A.3.3. L‟ostéopontine (OPN) :

A.3.3.1. Présentation générale :

Cette protéine est probablement le membre de la famille des SIBLING le mieux étudié à ce jour et l‟une des protéines non collagénique les plus abondantes dans la matrice osseuse (Mark et al., 1987). Sa présence dans différents organes (l‟os, la dentine, les glandes mammaires, le rein, le cerveau, les ganglions de l‟oreille interne) et sa sécrétion par les cellules épithéliales dans de nombreux liquides biologiques (la bile, le sang, l‟urine, le lait et le liquide séminal) suggèrent qu‟elle est à la fois une molécule structurale, un facteur humoral et une cytokine (Nanci, 1999; Denhardt et al., 2001).

L‟OPN, aussi connu sous le nom de SPP1 est formée de 300 acides aminés, dont un motif RGDS qui est localisé au niveau de la moitié de sa séquence (Sodek et al., 2000). La conservation des séquences entre espèces suggère que l‟OPN est apparue très tôt durant l‟évolution. Dans l‟os, cette protéine est produite par les ostéoblastes, les ostéoclastes et les

ostéocytes (Dodds et al., 1995; Zohar et al., 1998; Sodek et al., 1995) ; on retrouve aussi l‟OPN dans le cartilage hypertrophique de la plaque de croissance (Landis et al., 2003). L‟OPN subit des modifications post-traductionnelles (phosphorylation, glycosylation, sulfation) ; les niveaux de ces dernières dépendant de l‟organe et du temps suivant la synthèse de l‟OPN. La phosphorylation module les fonctions ostéoblastiques et ostéoclastiques, affectant l‟efficacité d‟adhésion de différents types cellulaires (Saavedra, 1994; Lasa et al., 1997; Ashkar et al., 2000). Ainsi plusieurs études ont démontré que la PAL (« Phosphatase Alkaline») déphosphoryle l‟OPN, bloquant son activité inhibitrice sur la formation de l‟hydroxyapatite (HA) et sur la croissance (Boskey, 1995; Hunter et al., 1994; Jono et al., 2000). La sulfation quant à elle peut affecter la formation des nodules de minéralisation (Nagata et al., 1989). Toutefois, ces résultats ont essentiellement été obtenus in vitro et la signification physiologique des changements de modification post-traductionnelles de l‟OPN n‟est pas encore élucidée.

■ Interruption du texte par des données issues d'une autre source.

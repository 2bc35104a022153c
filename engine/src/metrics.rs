use once_cell::sync::Lazy;
use prometheus::{
    register_histogram, register_int_counter, register_int_gauge, Encoder, Histogram, IntCounter,
    IntGauge, TextEncoder,
};

pub static SEARCHES_TOTAL: Lazy<IntCounter> =
    Lazy::new(|| register_int_counter!("shelfdb_searches_total", "Total k-NN searches").unwrap());
pub static SEARCH_LATENCY_SECONDS: Lazy<Histogram> = Lazy::new(|| {
    register_histogram!("shelfdb_search_latency_seconds", "Search latency").unwrap()
});
pub static MUTATIONS_TOTAL: Lazy<IntCounter> = Lazy::new(|| {
    register_int_counter!("shelfdb_mutations_total", "Total mutating operations").unwrap()
});
pub static EMBED_REQUESTS_TOTAL: Lazy<IntCounter> = Lazy::new(|| {
    register_int_counter!("shelfdb_embed_requests_total", "Total embedding provider calls").unwrap()
});
pub static LIBRARIES: Lazy<IntGauge> =
    Lazy::new(|| register_int_gauge!("shelfdb_libraries", "Libraries currently loaded").unwrap());
pub static RECOVERY_SECONDS: Lazy<Histogram> = Lazy::new(|| {
    register_histogram!("shelfdb_recovery_seconds", "Startup recovery duration").unwrap()
});

pub fn render() -> String {
    let mut buf = Vec::new();
    let encoder = TextEncoder::new();
    let mf = prometheus::gather();
    encoder.encode(&mf, &mut buf).unwrap_or_default();
    String::from_utf8_lossy(&buf).into_owned()
}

L‟OPN se lie d‟une manière covalente à la fibronectine, via une transglutamination, qui augmente sa liaison au collagène de type1 (Beninati et al., 1994; Kaartinen et al., 1999). L‟ostéocalcine (OCN) catalyse l‟action de cette transglutaminase, en bloquant le pontage de l‟OPN à la matrice (Kaartinen et al., 1999). Une autre propriété spécifique de l‟OPN, est la présence de 10 à 12 résidus d‟acide aspartique ; ce motif confère une haute charge négative localisée qui doit être importante pour la fixation de l‟OPN au minéral. Malgré l'absence d'un phénotype évident chez les souris déficientes en OPN, étant indétectable par les méthodes radiologiques et histologiques, l‟analyse FTIRM («Fourier Transform Infrared Microscopic Analysis») a révélé une quantité relative du minéral dans l‟os cortical et une maturité minérale significativement plus élevée chez les souris déficientes en OPN (Boskey et al., 2002). D‟autres études montrent que l‟absence d‟OPN entraine une diminution de 30 % de la résistance aux fractures, suggérant un rôle important de l‟OPN dans la prévention de la propagation des microfissures (Thurner et al., 2010).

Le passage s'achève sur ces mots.